A court clerk MCP set uses minimal one-word descriptions across similar filing tools. Why does selection stay unreliable?
Select an answer to reveal the explanation.
Short Explanation
Claude picks tools from what you write about them. One-word clerk-filing blurbs leave similar tools looking identical, so selection stays a coin flip.
Full Explanation
A court clerk MCP set that uses minimal one-word descriptions across similar filing tools stays unreliable because tool descriptions are the primary selection mechanism, and minimal text fails to differentiate similar tools. Without purpose, inputs, outputs, and boundaries, filing, amendment, and status tools look interchangeable to the model.

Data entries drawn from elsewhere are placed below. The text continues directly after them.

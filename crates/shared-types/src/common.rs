use serde::{Deserialize, Serialize};

/// Paginated response wrapper.
#[derive(Debug, Clone, Serialize, Deserialize)]
#[cfg_attr(feature = "openapi", derive(utoipa::ToSchema))]
pub struct PaginatedResponse<T> {
    pub data: Vec<T>,
    pub meta: PaginationMeta,
}

/// Pagination metadata.
#[derive(Debug, Clone, PartialEq, Serialize, Deserialize)]
#[cfg_attr(feature = "openapi", derive(utoipa::ToSchema))]
pub struct PaginationMeta {
    pub page: i64,
    pub limit: i64,
    pub total: i64,
    pub total_pages: i64,
    pub has_next: bool,
    pub has_prev: bool,
}

impl<T> PaginatedResponse<T> {
    pub fn new(items: Vec<T>, page: i64, limit: i64, total: i64) -> Self {
        let total_pages = if limit > 0 {
            (total + limit - 1) / limit
        } else {
            1
        };

        Self {
            data: items,
            meta: PaginationMeta {
                page,
                limit,
                total,
                total_pages,
                has_next: page < total_pages,
                has_prev: page > 1,
            },
        }
    }
}

pub const MAX_PAGE: i64 = 10_000;
pub const MAX_LIMIT: i64 = 100;

/// Normalize pagination params. `default_limit` applies when no limit is
/// given; explicit limits are clamped to 1..=100 and pages to 1..=MAX_PAGE.
pub fn normalize_pagination(page: Option<i64>, limit: Option<i64>, default_limit: i64) -> (i64, i64) {
    let page = page.unwrap_or(1).clamp(1, MAX_PAGE);
    let limit = limit.unwrap_or(default_limit).clamp(1, MAX_LIMIT);
    (page, limit)
}

/// Row offset for a page. Never negative, saturates instead of overflowing.
pub fn page_offset(page: i64, limit: i64) -> i64 {
    page.saturating_sub(1).max(0).saturating_mul(limit.max(0))
}

/// Plain acknowledgement body.
#[derive(Debug, Clone, PartialEq, Serialize, Deserialize)]
#[cfg_attr(feature = "openapi", derive(utoipa::ToSchema))]
pub struct MessageResponse {
    pub message: String,
}

impl MessageResponse {
    pub fn new(message: impl Into<String>) -> Self {
        Self {
            message: message.into(),
        }
    }
}

/// A grouped count, e.g. cases per status.
#[derive(Debug, Clone, PartialEq, Serialize, Deserialize)]
#[cfg_attr(feature = "openapi", derive(utoipa::ToSchema))]
#[cfg_attr(feature = "server", derive(sqlx::FromRow))]
pub struct CountEntry {
    pub key: String,
    pub count: i64,
}

/// Name/id pair used when a reference is populated in a response.
#[derive(Debug, Clone, PartialEq, Serialize, Deserialize)]
#[cfg_attr(feature = "openapi", derive(utoipa::ToSchema))]
pub struct RefSummary {
    pub id: String,
    pub name: String,
}

impl RefSummary {
    pub fn from_parts(id: Option<uuid::Uuid>, name: Option<String>) -> Option<Self> {
        match (id, name) {
            (Some(id), Some(name)) => Some(Self {
                id: id.to_string(),
                name,
            }),
            _ => None,
        }
    }
}

/// Check membership of a value in an enumeration list.
pub fn is_one_of(value: &str, allowed: &[&str]) -> bool {
    allowed.contains(&value)
}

Detailed differentiation works because clerk workflows are high-stakes and structurally similar: many tools touch case numbers and documents. Rich descriptions are how the agent learns which civic filing action matches the user’s request, protecting docket integrity.
The claim that LLMs ignore descriptions entirely and only read internal SQL is false; descriptions are exposed as the selection channel, not private SQL. Asserting that one-word descriptions always outperform detailed contracts contradicts observed misrouting among similar tools. Believing selection quality depends only on alphabetical tool order ignores how models match intent to descriptive contracts.
Exam caveat: length alone is not enough—descriptions must contrast siblings, not repeat the same adjective with different nouns. Operational check: expand one-word clerk-tool blurbs into differentiated contracts and measure reduction in wrong filing-tool calls on the same prompts.